Brief. Extract from the entries below, exactly as given, only the lines from the line containing "Erase the entry" to the line containing "of entries located", both lines included.

Given data.
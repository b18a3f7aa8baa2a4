//! Located triples for one permutation
//!
//! A delta triple's position in a permutation is a `(block index, row index
//! within that block)` pair:
//!
//! 1. If the triple is contained in the permutation, its position is its
//!    block and row.
//! 2. If a block straddles the triple (first triple smaller, last larger),
//!    the position is the first row that is larger.
//! 3. If the triple falls between two blocks, the position is row 0 of the
//!    later block.
//! 4. If the triple is smaller than everything, the position is row 0 of
//!    block 0.
//! 5. If the triple is larger than everything, the block index is one past
//!    the last block (the "phantom block"); such entries are appended at
//!    the tail of a full scan.

use crate::error::{DeltaError, Result};
use hexad_core::{Id, IdTriple, Permutation, TripleIndex};
use std::cmp::Ordering;
use std::collections::{BTreeMap, BTreeSet};

/// Whether a delta triple is an insertion or a deletion.
#[derive(Clone, Copy, PartialEq, Eq, PartialOrd, Ord, Hash, Debug)]
pub enum DeltaKind {
    Insert,
    Delete,
}

/// One delta triple positioned inside one permutation.
#[derive(Clone, Copy, Debug, PartialEq, Eq)]
pub struct LocatedTriple {
    /// Index of the block the triple falls into (`num_blocks` = phantom).
    pub block_index: usize,
    /// Row index within that block, per the rules in the module docs.
    pub row_index: usize,
    /// The triple itself.
    pub triple: IdTriple,
    /// Insertion or deletion.
    pub kind: DeltaKind,
}

impl LocatedTriple {
    /// Locate `triple` in `permutation` of the base index.
    pub fn locate(
        index: &dyn TripleIndex,
        permutation: Permutation,
        triple: &IdTriple,
        kind: DeltaKind,
    ) -> Result<Self> {
        let metadata = index.block_metadata(permutation);

        // First block whose last triple is not smaller than ours.
        let block_index = metadata
            .partition_point(|meta| permutation.compare(&meta.last, triple) == Ordering::Less);

        let position = if block_index == metadata.len() {
            // Larger than everything: phantom block.
            (block_index, 0)
        } else if permutation.compare(&metadata[block_index].first, triple) == Ordering::Greater {
            // Falls before this block (between blocks, or before block 0).
            (block_index, 0)
        } else {
            // Inside the block: first row that is not smaller.
            let key = permutation.key(triple);
            let rows = index.block(permutation, block_index)?;
            let row_index = partition_rows(&rows, |row_key| row_key < key);
            (block_index, row_index)
        };

        Ok(Self {
            block_index: position.0,
            row_index: position.1,
            triple: *triple,
            kind,
        })
    }
}

/// First row index for which `pred` on the row's key is false.
fn partition_rows(rows: &hexad_core::IdTable, pred: impl Fn([Id; 3]) -> bool) -> usize {
    let mut low = 0;
    let mut high = rows.num_rows();
    while low < high {
        let mid = low + (high - low) / 2;
        let key = [rows.at(mid, 0), rows.at(mid, 1), rows.at(mid, 2)];
        if pred(key) {
            low = mid + 1;
        } else {
            high = mid;
        }
    }
    low
}

/// Stable cursor to an entry of a [`LocatedTriplesPerBlock`] container.
///
/// Handles are slab ids, not pointers: they stay valid across unrelated
/// additions and erasures of the same container.
#[derive(Clone, Copy, PartialEq, Eq, PartialOrd, Ord, Hash, Debug)]
pub struct LocatedTripleHandle(u32);

/// Sort key of an entry within its block: `(row, triple key, kind)`, with
/// the slab id as final tiebreak.
#[derive(Clone, Copy, PartialEq, Eq, PartialOrd, Ord, Debug)]
struct EntryKey {
    row_index: usize,
    triple_key: [Id; 3],
    kind: DeltaKind,
    slot: u32,
}

/// All located delta triples of one permutation, grouped by block and kept
/// sorted within each block.
#[derive(Debug)]
pub struct LocatedTriplesPerBlock {
    permutation: Permutation,
    entries: Vec<Option<LocatedTriple>>,
    free_slots: Vec<u32>,
    blocks: BTreeMap<usize, BTreeSet<EntryKey>>,
    len: usize,
}

impl LocatedTriplesPerBlock {
    /// Empty container for one permutation.
    pub fn new(permutation: Permutation) -> Self {
        Self {
            permutation,
            entries: Vec::new(),
            free_slots: Vec::new(),
            blocks: BTreeMap::new(),
            len: 0,
        }
    }

    /// The permutation this container belongs to.
    pub fn permutation(&self) -> Permutation {
        self.permutation
    }

    /// Add an entry, returning a stable handle for later erasure.
    pub fn add(&mut self, located: LocatedTriple) -> LocatedTripleHandle {
        let slot = match self.free_slots.pop() {
            Some(slot) => {
                self.entries[slot as usize] = Some(located);
                slot
            }
            None => {
                let slot = self.entries.len() as u32;
                self.entries.push(Some(located));
                slot
            }
        };
        let key = self.entry_key(&located, slot);
        self.blocks.entry(located.block_index).or_default().insert(key);
        self.len += 1;
        LocatedTripleHandle(slot)
    }

    /// Erase the entry behind `handle`.
    pub fn erase(&mut self, handle: LocatedTripleHandle) -> Result<()> {
        let slot = handle.0;
        let located = self
            .entries
            .get_mut(slot as usize)
            .and_then(Option::take)
            .ok_or(DeltaError::StaleHandle)?;

        let key = self.entry_key(&located, slot);
        if let Some(set) = self.blocks.get_mut(&located.block_index) {
            set.remove(&key);
            if set.is_empty() {
                self.blocks.remove(&located.block_index);
            }
        }
        self.free_slots.push(slot);
        self.len -= 1;
        Ok(())
    }

    /// Total number of entries across all blocks (cached).
    pub fn len(&self) -> usize {
        self.len
    }

    /// Whether the container is empty.
    pub fn is_empty(&self) -> bool {
        self.len == 0
    }

    /// Number of entries located in `block_index`.
    pub fn count_for_block(&self, block_index: usize) -> usize {
        self.blocks.get(&block_index).map_or(0, BTreeSet::len)
    }

    /// Entries of one block, in `(row, triple, kind)` order.
    pub fn entries_for_block(
        &self,
        block_index: usize,
    ) -> impl Iterator<Item = &LocatedTriple> + '_ {
        self.blocks
            .get(&block_index)
            .into_iter()
            .flat_map(move |set| {
                set.iter().map(move |key| {
                    self.entries[key.slot as usize]
                        .as_ref()
                        .expect("sorted sets only reference live slots")
                })
            })
    }

    /// Indices of all blocks holding at least one entry, ascending.
    pub fn blocks_with_entries(&self) -> impl Iterator<Item = usize> + '_ {
        self.blocks.keys().copied()
    }

    /// Sorted copy of every block's entries, for lock-free consumption.
    pub fn snapshot(&self) -> BTreeMap<usize, Vec<LocatedTriple>> {
        self.blocks
            .iter()
            .map(|(&block, set)| {
                (
                    block,
                    set.iter()
                        .map(|key| {
                            *self.entries[key.slot as usize]
                                .as_ref()
                                .expect("sorted sets only reference live slots")
                        })
                        .collect(),
                )
            })
            .collect()
    }

    /// Drop all entries.
    pub fn clear(&mut self) {
        self.entries.clear();
        self.free_slots.clear();
        self.blocks.clear();
        self.len = 0;
    }

    fn entry_key(&self, located: &LocatedTriple, slot: u32) -> EntryKey {
        EntryKey {
            row_index: located.row_index,
            triple_key: self.permutation.key(&located.triple),
            kind: located.kind,
            slot,
        }
    }
}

Answer box.
    /// Erase the entry behind `handle`.
    pub fn erase(&mut self, handle: LocatedTripleHandle) -> Result<()> {
        let slot = handle.0;
        let located = self
            .entries
            .get_mut(slot as usize)
            .and_then(Option::take)
            .ok_or(DeltaError::StaleHandle)?;

        let key = self.entry_key(&located, slot);
        if let Some(set) = self.blocks.get_mut(&located.block_index) {
            set.remove(&key);
            if set.is_empty() {
                self.blocks.remove(&located.block_index);
            }
        }
        self.free_slots.push(slot);
        self.len -= 1;
        Ok(())
    }

    /// Total number of entries across all blocks (cached).
    pub fn len(&self) -> usize {
        self.len
    }

    /// Whether the container is empty.
    pub fn is_empty(&self) -> bool {
        self.len == 0
    }

    /// Number of entries located in `block_index`.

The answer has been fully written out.